Social care workers undervalued by £7,000 annually during pandemic
During the pandemic, the importance of social care workers was continuously highlighted, but according to a new report, their wages undervalue their work by almost £7,000 per year. Frontline roles with similar skills in the public sector received an average of more than £24,000 annually.
Commissioned by Community Integrated Care (CIC), the study revealed a situation which the charity said was “immoral, illogical, and cannot be justified.” CIC also called for private and public intervention to help turn things around.
CIC CEO Mark Adams commented, “All evidence points to overwhelming public support for investment in the sector. This is an issue of strategy and focus, not of possibility. It is a matter of national shame that social care workers, who provide such an invaluable service to society, are in such desperate circumstances.”
According to Adams, frontline workers risked their health throughout the pandemic to protect those who need their support. He added that most had done so “below the poverty line and without the basic safety net of sick pay,” in spite of their clear importance.
The research carried out by consulting firm Korn Ferry analysed social care support worker positions compared to other public sector roles, and found that the former was “significantly undervalued” by comparison. Publicly funded positions average a 39% higher take-home than private sector social care workers – who would need an increase of around £7,447 per year to catch up.
Korn Ferry found the average pay for support workers in England assisting people to live independently is around £9.05 per hour – 45p per hour below the Real Living Wage. Each year this adds up to a wage of £17,695, while roles with equivalent scope, complexity and accountability within public-funded sectors were paid £24,602 on average.
Speaking on the findings, Skills for Care CEO Oonagh Smyth asserted, “[There is a] clear case that our 1.5 million workforce are highly skilled professionals… deserve to be recognised as such as we enter a period of promised reform. We believe that policies to reform adult social care will not be successful unless they address the needs of the workforce, through a social care people plan and comprehensive workforce planning, underpinned by data and an understanding of our workforce now and in the future.”
While Oonagh added that the report “brought together a wide range of data and thinking,” however, some might assert that the report’s findings on social care workers are underestimations. Defining what ‘undervalued’ workers should be earning by pointing to another group of undervalued workers with marginally higher pay still leaves both materially undervalued.
Indeed, disputes around pay and conditions for nurses and doctors continue to rage on following the government’s mishandling of the Covid-19 crisis. In the early phases of the coronavirus outbreak, the government dragged its feet when supplying healthcare staff with personal protective equipment (PPE), despite them providing vital care to pandemic patients, at great personal risk.
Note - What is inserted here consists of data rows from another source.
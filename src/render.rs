//! 端末向けの表示
//!
//! すべて文字列を返すだけで、出力は呼び出し側が行う。

use crate::session::{InteractionState, Notice, NoticeKind, Phase};
use analyzer_common::{Detection, HistoryRecord};
use chrono::Local;

pub fn phase_label(phase: Phase) -> &'static str {
    match phase {
        Phase::Idle => "idle",
        Phase::FileSelected => "file selected",
        Phase::Analyzing => "analyzing...",
        Phase::ResultReady => "result ready",
        Phase::Failed => "failed",
    }
}

pub fn notice_line(notice: &Notice) -> String {
    match notice.kind {
        NoticeKind::Error => format!("✖ {}", notice.text),
        NoticeKind::Info => format!("✔ {}", notice.text),
    }
}

/// 選択中ファイル・パラメータ・状態の要約
pub fn status_panel(state: &InteractionState) -> String {
    let params = state.params();
    let mut lines = vec![format!(
        "Conf: {:.2}  Max dets: {}  Detector: {}  [{}]",
        params.confidence(),
        params.max_detections(),
        params.detector().label(),
        phase_label(state.phase()),
    )];

    match state.preview() {
        Some(preview) => {
            let size = match preview.dimensions() {
                Some((w, h)) => format!("{}x{}, ", w, h),
                None => String::new(),
            };
            lines.push(format!(
                "Selected: {} ({}{} bytes)",
                preview.file_name(),
                size,
                preview.byte_len()
            ));
        }
        None => lines.push("No image selected yet.".to_string()),
    }

    if let Some(result) = state.result() {
        match &result.annotated_image_url {
            Some(url) => lines.push(format!("Annotated output: {}", url)),
            None => lines.push("Annotated output: -".to_string()),
        }
    }
    lines.join("\n")
}

fn format_bbox(bbox: Option<&[f64; 4]>) -> String {
    match bbox {
        Some(b) => b.iter().map(|v| v.to_string()).collect::<Vec<_>>().join(", "),
        None => "-".to_string(),
    }
}

/// 検出結果の表（サーバーの返した順）
pub fn detections_table(detections: &[Detection]) -> String {
    let mut out = format!("Total: {}\n", detections.len());
    if detections.is_empty() {
        out.push_str("No objects found.");
        return out;
    }

    let label_width = detections
        .iter()
        .map(|d| d.label.chars().count())
        .max()
        .unwrap_or(0)
        .max("Label".len());

    out.push_str(&format!(
        "{:<lw$}  {:>5}  {:>10}  BBox [x1, y1, x2, y2]\n",
        "Label",
        "Conf",
        "Area",
        lw = label_width
    ));
    for d in detections {
        out.push_str(&format!(
            "{:<lw$}  {:>5.2}  {:>10}  {}\n",
            d.label,
            d.confidence,
            d.area,
            format_bbox(d.bounding_box.as_ref()),
            lw = label_width
        ));
    }
    out.truncate(out.trim_end().len());
    out
}

pub fn format_uploaded_at(record: &HistoryRecord) -> String {
    match record.uploaded_at {
        Some(at) => at.with_timezone(&Local).format("%Y-%m-%d %H:%M:%S").to_string(),
        None if record.uploaded_at_raw.is_empty() => "-".to_string(),
        None => record.uploaded_at_raw.clone(),
    }
}

pub fn history_entry(record: &HistoryRecord, busy: bool) -> String {
    let labels = if record.labels.is_empty() {
        String::new()
    } else {
        record
            .labels
            .iter()
            .map(|l| format!("[{}]", l))
            .collect::<Vec<_>>()
            .join(" ")
    };
    let link = record.preferred_image_url().unwrap_or("no image");
    let busy_mark = if busy { "  (Deleting...)" } else { "" };

    format!(
        "{}  id={}{}\n  {} · {} objects  {}\n  {}",
        record.filename,
        record.id,
        busy_mark,
        format_uploaded_at(record),
        record.objects_count,
        labels,
        link
    )
}

/// 最近のアップロード一覧
pub fn history_list(records: &[HistoryRecord], busy_id: Option<&str>) -> String {
    if records.is_empty() {
        return "No records yet.".to_string();
    }
    records
        .iter()
        .map(|r| history_entry(r, busy_id == Some(r.id.as_str())))
        .collect::<Vec<_>>()
        .join("\n")
}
Meanwhile, despite the Prime Minister receiving life-saving care from such professionals, the government has since come under intense scrutiny for its meagre 1% pay-rise for NHS workers – beneath the rate of inflation – while spending £1 million per day on private consultants for the test and trace app.
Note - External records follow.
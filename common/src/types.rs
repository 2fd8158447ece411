//! クライアント側のドメイン型
//!
//! いずれもサーバー応答から作られた後は変更しない。

use chrono::{DateTime, Utc};
use serde::{Deserialize, Serialize};
use std::collections::BTreeSet;

/// 検出された物体1件
#[derive(Debug, Clone, PartialEq, Serialize, Deserialize)]
pub struct Detection {
    pub label: String,
    pub confidence: f32,
    pub area: f64,
    /// `[x1, y1, x2, y2]`
    pub bounding_box: Option<[f64; 4]>,
    #[serde(default)]
    pub histogram: Vec<f32>,
}

/// 1回の解析結果
///
/// `detections` はサーバーが返した順序のまま保持する（並べ替えない）。
#[derive(Debug, Clone, Default, PartialEq, Serialize, Deserialize)]
pub struct AnalysisResult {
    /// ベースURLで解決済みの注釈画像URL
    pub annotated_image_url: Option<String>,
    pub detections: Vec<Detection>,
    pub history_id: Option<String>,
    pub message: Option<String>,
}

/// 履歴レコード
#[derive(Debug, Clone, PartialEq, Serialize, Deserialize)]
pub struct HistoryRecord {
    pub id: String,
    pub filename: String,
    /// パースできなかった場合は None（生文字列は `uploaded_at_raw`）
    pub uploaded_at: Option<DateTime<Utc>>,
    pub uploaded_at_raw: String,
    pub objects_count: u32,
    pub labels: BTreeSet<String>,
    pub original_image_url: Option<String>,
    pub annotated_image_url: Option<String>,
}

impl HistoryRecord {
    /// サムネイル・リンク用の画像URL（注釈画像を優先）
    pub fn preferred_image_url(&self) -> Option<&str> {
        self.annotated_image_url
            .as_deref()
            .or(self.original_image_url.as_deref())
    }
}

/// 単一削除の結果
#[derive(Debug, Clone, PartialEq, Eq)]
pub struct DeletedRecord {
    pub id: String,
}

/// 全件削除の結果
#[derive(Debug, Clone, Copy, PartialEq, Eq, Default)]
pub struct ClearOutcome {
    pub deleted: u64,
}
A Department of Health and Social Care spokesperson defended the government’s record though, telling the Evening Standard, “The social care sector has been an essential and valued part of the frontline response to the pandemic. We have sought to protect the workforce and those receiving social care, providing over £2 billion for the sector including infection prevention and control measures, free PPE and regular testing, and we prioritised staff for the vaccine.”